Me puse las zapatillas y fui hacia mi baño privado. Había tenido suerte, no todas las habitaciones de la residencia tenían; pero, al ser de segundo año, pude mudarme del cuchitril que compartía con mi amiga Lucille el curso pasado. No es que no me gustase estar con ella, simplemente siempre había preferido tener espacio para mí misma. 

Me miré al espejo y decidí que no me ducharía. El pelo castaño lo tenía totalmente revuelto debido a los reflejos rubios que hacía unos meses, cuando me los puse, parecían una buena idea. Pero mi dejadez en cuanto a mi cuerpo hizo que no me los volviese a retocar en este tiempo. Me lavé la cara y con el cepillo comencé a desenredarme el pelo. 

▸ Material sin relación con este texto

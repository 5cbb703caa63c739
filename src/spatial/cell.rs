//! Single maze cell with solid/visited flags and four walls

use std::fmt;

/// Axis-aligned direction between neighboring cells
#[derive(Debug, Clone, Copy, PartialEq, Eq, Hash)]
pub enum Direction {
    /// Towards `y - 1`
    North,
    /// Towards `y + 1`
    South,
    /// Towards `x + 1`
    East,
    /// Towards `x - 1`
    West,
}

impl Direction {
    /// All directions in neighbor scan order (west, east, north, south)
    pub const ALL: [Self; 4] = [Self::West, Self::East, Self::North, Self::South];

    /// The direction pointing back
    pub const fn opposite(self) -> Self {
        match self {
            Self::North => Self::South,
            Self::South => Self::North,
            Self::East => Self::West,
            Self::West => Self::East,
        }
    }

    /// Unit offset as `[dx, dy]`
    pub const fn offset(self) -> [i32; 2] {
        match self {
            Self::North => [0, -1],
            Self::South => [0, 1],
            Self::East => [1, 0],
            Self::West => [-1, 0],
        }
    }

    /// Coordinate one step away from `position`
    pub const fn step(self, position: [i32; 2]) -> [i32; 2] {
        let [dx, dy] = self.offset();
        [position[0] + dx, position[1] + dy]
    }

    /// Direction from `from` to an adjacent `to`, if they are adjacent
    pub const fn between(from: [i32; 2], to: [i32; 2]) -> Option<Self> {
        match (to[0] - from[0], to[1] - from[1]) {
            (-1, 0) => Some(Self::West),
            (1, 0) => Some(Self::East),
            (0, -1) => Some(Self::North),
            (0, 1) => Some(Self::South),
            _ => None,
        }
    }
}

/// One grid position
///
/// A fresh cell is open ground that generation has not reached yet: not solid,
/// not visited, every wall standing.
#[derive(Debug, Clone, Copy, PartialEq, Eq)]
pub struct Cell {
    /// Permanently blocked, never entered by generation
    pub solid: bool,
    /// Claimed by generation or pre-seeded as solid
    pub visited: bool,
    /// Wall towards `y - 1`
    pub north: bool,
    /// Wall towards `y + 1`
    pub south: bool,
    /// Wall towards `x + 1`
    pub east: bool,
    /// Wall towards `x - 1`
    pub west: bool,
}

impl Default for Cell {
    fn default() -> Self {
        Self::new()
    }
}

impl Cell {
    /// Unvisited cell with all four walls
    pub const fn new() -> Self {
        Self {
            solid: false,
            visited: false,
            north: true,
            south: true,
            east: true,
            west: true,
        }
    }

    /// Whether the wall in `direction` is standing
    pub const fn has_wall(&self, direction: Direction) -> bool {
        match direction {
            Direction::North => self.north,
            Direction::South => self.south,
            Direction::East => self.east,
            Direction::West => self.west,
        }
    }

    /// Remove the wall in `direction`
    ///
    /// Only one side of a passage; use `Grid::carve` to keep walls symmetric.
    pub const fn clear_wall(&mut self, direction: Direction) {
        match direction {
            Direction::North => self.north = false,
            Direction::South => self.south = false,
            Direction::East => self.east = false,
            Direction::West => self.west = false,
        }
    }

    /// Number of walls removed from this cell
    pub fn open_sides(&self) -> usize {
        Direction::ALL
            .iter()
            .filter(|&&direction| !self.has_wall(direction))
            .count()
    }

    /// Wall bitmask: west = 1, east = 2, north = 4, south = 8
    pub fn wall_bits(&self) -> u8 {
        [
            (self.west, 1),
            (self.east, 2),
            (self.north, 4),
            (self.south, 8),
        ]
        .iter()
        .filter(|(wall, _)| *wall)
        .map(|(_, bit)| bit)
        .sum()
    }
}

impl fmt::Display for Cell {
    fn fmt(&self, f: &mut fmt::Formatter<'_>) -> fmt::Result {
        write!(f, "{:04b}", self.wall_bits())
    }
}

Mientras hacía este proceso intenté recordar el sueño. Llevaba unas semanas durmiendo mal y todas las mañanas me levantaba sudorosa y sin poder acordarme de por qué estaba tan agitada. Solo mantenía en el recuerdo una voz suave y ronca de hombre que decía mi nombre, pero no sabía de quién era. Seguramente todo esto fuese por la presión de la beca: si no conseguía sacar buenas notas no podría conseguirla y eso supondría abandonar la universidad. Lawliet era de las más prestigiosas del país y había tenido mucha suerte en conseguir una plaza gratuita para estudiar Literatura. Mi familia era de clase media y les hubiese sido imposible costearla, por lo que puede que estos sueños fuese mi subconsciente, avisándome de que el estrés me estaba consumiendo.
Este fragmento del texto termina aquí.